— GIVEN RECORDS —
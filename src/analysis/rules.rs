//! Textual issue rules, grouped by the analysis depth that enables them.

use once_cell::sync::Lazy;
use regex::Regex;

use crate::analysis::metrics::{LineKind, SourceLine};
use crate::analysis::models::{Issue, IssueType, LineMetrics, Severity};
use crate::config::AnalysisDepth;

const MAX_LINE_LENGTH: usize = 120;
const MAX_CYCLOMATIC: usize = 20;
const MAX_NESTING: usize = 4;

struct LineRule {
    pattern: Lazy<Regex>,
    issue_type: IssueType,
    severity: Severity,
    message: &'static str,
    recommendation: &'static str,
}

macro_rules! line_rule {
    ($re:expr, $ty:expr, $sev:expr, $msg:expr, $rec:expr) => {
        LineRule {
            pattern: Lazy::new(|| Regex::new($re).expect("valid regex")),
            issue_type: $ty,
            severity: $sev,
            message: $msg,
            recommendation: $rec,
        }
    };
}

static SECURITY_RULES: [LineRule; 8] = [
    line_rule!(
        r"\beval\s*\(",
        IssueType::Security,
        Severity::High,
        "Use of eval()",
        "Avoid eval; parse data explicitly or dispatch through a lookup table"
    ),
    line_rule!(
        r"\bnew\s+Function\s*\(",
        IssueType::Security,
        Severity::High,
        "Dynamic code construction with new Function()",
        "Replace generated functions with static code paths"
    ),
    line_rule!(
        r"\.innerHTML\s*=",
        IssueType::Security,
        Severity::Medium,
        "Direct innerHTML assignment",
        "Use textContent or a sanitizer before inserting markup"
    ),
    line_rule!(
        r"\bdocument\.write\s*\(",
        IssueType::Security,
        Severity::Medium,
        "Use of document.write()",
        "Build DOM nodes explicitly instead of writing raw markup"
    ),
    line_rule!(
        r#"(?i)\b(?:password|passwd|secret|api[_-]?key|access[_-]?token|private[_-]?key)\b\s*[:=]\s*['"][^'"]{4,}['"]"#,
        IssueType::Security,
        Severity::Critical,
        "Hard-coded credential",
        "Load secrets from the environment or a secret store"
    ),
    line_rule!(
        r"\b(?:child_process|cp)\.exec(?:Sync)?\s*\(|\bexecSync\s*\(",
        IssueType::Security,
        Severity::High,
        "Shell command execution",
        "Use execFile/spawn with an argument list instead of a shell string"
    ),
    line_rule!(
        r"\bos\.system\s*\(|shell\s*=\s*True",
        IssueType::Security,
        Severity::High,
        "Shell command execution",
        "Pass an argument list to subprocess without shell=True"
    ),
    line_rule!(
        r"\bpickle\.loads?\s*\(",
        IssueType::Security,
        Severity::Medium,
        "Deserialization of untrusted data with pickle",
        "Use a data-only format such as JSON for untrusted input"
    ),
];

static PERFORMANCE_RULES: [LineRule; 2] = [
    line_rule!(
        r"\bfs\.\w+Sync\s*\(|\b(?:readFileSync|writeFileSync|existsSync|readdirSync|statSync)\s*\(",
        IssueType::Performance,
        Severity::Medium,
        "Synchronous filesystem call",
        "Use the async fs API so the event loop is not blocked"
    ),
    line_rule!(
        r"JSON\.parse\s*\(\s*JSON\.stringify\s*\(",
        IssueType::Performance,
        Severity::Low,
        "Deep clone through JSON round trip",
        "Use structuredClone or a targeted copy"
    ),
];

static MAINTAINABILITY_RULES: [LineRule; 2] = [
    line_rule!(
        r"\bconsole\.log\s*\(",
        IssueType::Maintainability,
        Severity::Low,
        "console.log left in source",
        "Route diagnostics through a logger or remove them"
    ),
    line_rule!(
        r"@ts-ignore|eslint-disable",
        IssueType::Maintainability,
        Severity::Low,
        "Suppressed type or lint check",
        "Fix the underlying diagnostic instead of suppressing it"
    ),
];

static LOOP_START: Lazy<Regex> =
    Lazy::new(|| Regex::new(r"^\s*(?:for|while)\b|\.forEach\s*\(").expect("valid regex"));

static ANY_TYPE: Lazy<Regex> = Lazy::new(|| Regex::new(r":\s*any\b").expect("valid regex"));

static TODO_MARKER: Lazy<Regex> =
    Lazy::new(|| Regex::new(r"\b(?:TODO|FIXME|HACK|XXX)\b").expect("valid regex"));

/// Runs every rule enabled at `depth` over the classified lines.
pub fn detect_issues(
    lines: &[SourceLine],
    metrics: &LineMetrics,
    depth: AnalysisDepth,
) -> Vec<Issue> {
    let mut issues = Vec::new();

    apply_line_rules(lines, &SECURITY_RULES, &mut issues);

    if depth != AnalysisDepth::Basic {
        apply_line_rules(lines, &PERFORMANCE_RULES, &mut issues);
        detect_nested_loops(lines, &mut issues);
        apply_line_rules(lines, &MAINTAINABILITY_RULES, &mut issues);
        detect_file_level_smells(lines, &mut issues);
    }

    if depth == AnalysisDepth::Deep {
        detect_complexity(lines, metrics, &mut issues);
    }

    issues.sort_by_key(|i| i.line);
    issues
}

fn apply_line_rules(lines: &[SourceLine], rules: &[LineRule], issues: &mut Vec<Issue>) {
    for line in lines.iter().filter(|l| l.kind == LineKind::Code) {
        for rule in rules {
            if rule.pattern.is_match(line.text) {
                issues.push(Issue::new(
                    rule.issue_type,
                    rule.severity,
                    line.number,
                    rule.message,
                    rule.recommendation,
                ));
            }
        }
    }
}

/// A loop whose line starts deeper than a still-open enclosing loop.
fn detect_nested_loops(lines: &[SourceLine], issues: &mut Vec<Issue>) {
    let mut open_loops: Vec<usize> = Vec::new();

    for line in lines.iter().filter(|l| l.kind == LineKind::Code) {
        while open_loops.last().is_some_and(|d| *d >= line.depth) {
            open_loops.pop();
        }

        if LOOP_START.is_match(line.text) {
            if !open_loops.is_empty() {
                issues.push(Issue::new(
                    IssueType::Performance,
                    Severity::Medium,
                    line.number,
                    "Nested loop",
                    "Index the inner collection in a map or set to avoid quadratic work",
                ));
            }
            open_loops.push(line.depth);
        }
    }
}

/// Smells reported at most once per file
fn detect_file_level_smells(lines: &[SourceLine], issues: &mut Vec<Issue>) {
    let long_lines: Vec<&SourceLine> = lines
        .iter()
        .filter(|l| l.kind != LineKind::Blank && l.text.chars().count() > MAX_LINE_LENGTH)
        .collect();
    if let Some(first) = long_lines.first() {
        issues.push(Issue::new(
            IssueType::Maintainability,
            Severity::Low,
            first.number,
            format!(
                "{} line(s) longer than {} characters",
                long_lines.len(),
                MAX_LINE_LENGTH
            ),
            "Wrap long lines or extract intermediate variables",
        ));
    }

    if let Some(line) = lines
        .iter()
        .find(|l| l.kind == LineKind::Code && ANY_TYPE.is_match(l.text))
    {
        issues.push(Issue::new(
            IssueType::Maintainability,
            Severity::Low,
            line.number,
            "Explicit any type",
            "Replace any with a concrete type or unknown",
        ));
    }

    let markers: Vec<&SourceLine> = lines
        .iter()
        .filter(|l| l.kind == LineKind::Comment && TODO_MARKER.is_match(l.text))
        .collect();
    if let Some(first) = markers.first() {
        issues.push(Issue::new(
            IssueType::Maintainability,
            Severity::Low,
            first.number,
            format!("{} unresolved TODO/FIXME marker(s)", markers.len()),
            "Resolve the marker or move it to the issue tracker",
        ));
    }
}

fn detect_complexity(lines: &[SourceLine], metrics: &LineMetrics, issues: &mut Vec<Issue>) {
    if metrics.cyclomatic > MAX_CYCLOMATIC {
        issues.push(Issue::new(
            IssueType::Complexity,
            Severity::Medium,
            1,
            format!(
                "File has {} decision points (limit {})",
                metrics.cyclomatic, MAX_CYCLOMATIC
            ),
            "Split the file into smaller modules with focused responsibilities",
        ));
    }

    if metrics.max_nesting > MAX_NESTING {
        let line = lines
            .iter()
            .find(|l| l.kind == LineKind::Code && l.depth >= MAX_NESTING)
            .map(|l| l.number)
            .unwrap_or(1);
        issues.push(Issue::new(
            IssueType::Complexity,
            Severity::Medium,
            line,
            format!(
                "Nesting depth {} exceeds {}",
                metrics.max_nesting, MAX_NESTING
            ),
            "Use early returns or extract nested blocks into functions",
        ));
    }
}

— AIM OF THE TASK —
Your output must be the exact lines from the one containing "metrics.max_nesting, MAX_NESTING" through the end of the data above, both included, and nothing more.

— EXERCISE OUTPUT —
                metrics.max_nesting, MAX_NESTING
            ),
            "Use early returns or extract nested blocks into functions",
        ));
    }
}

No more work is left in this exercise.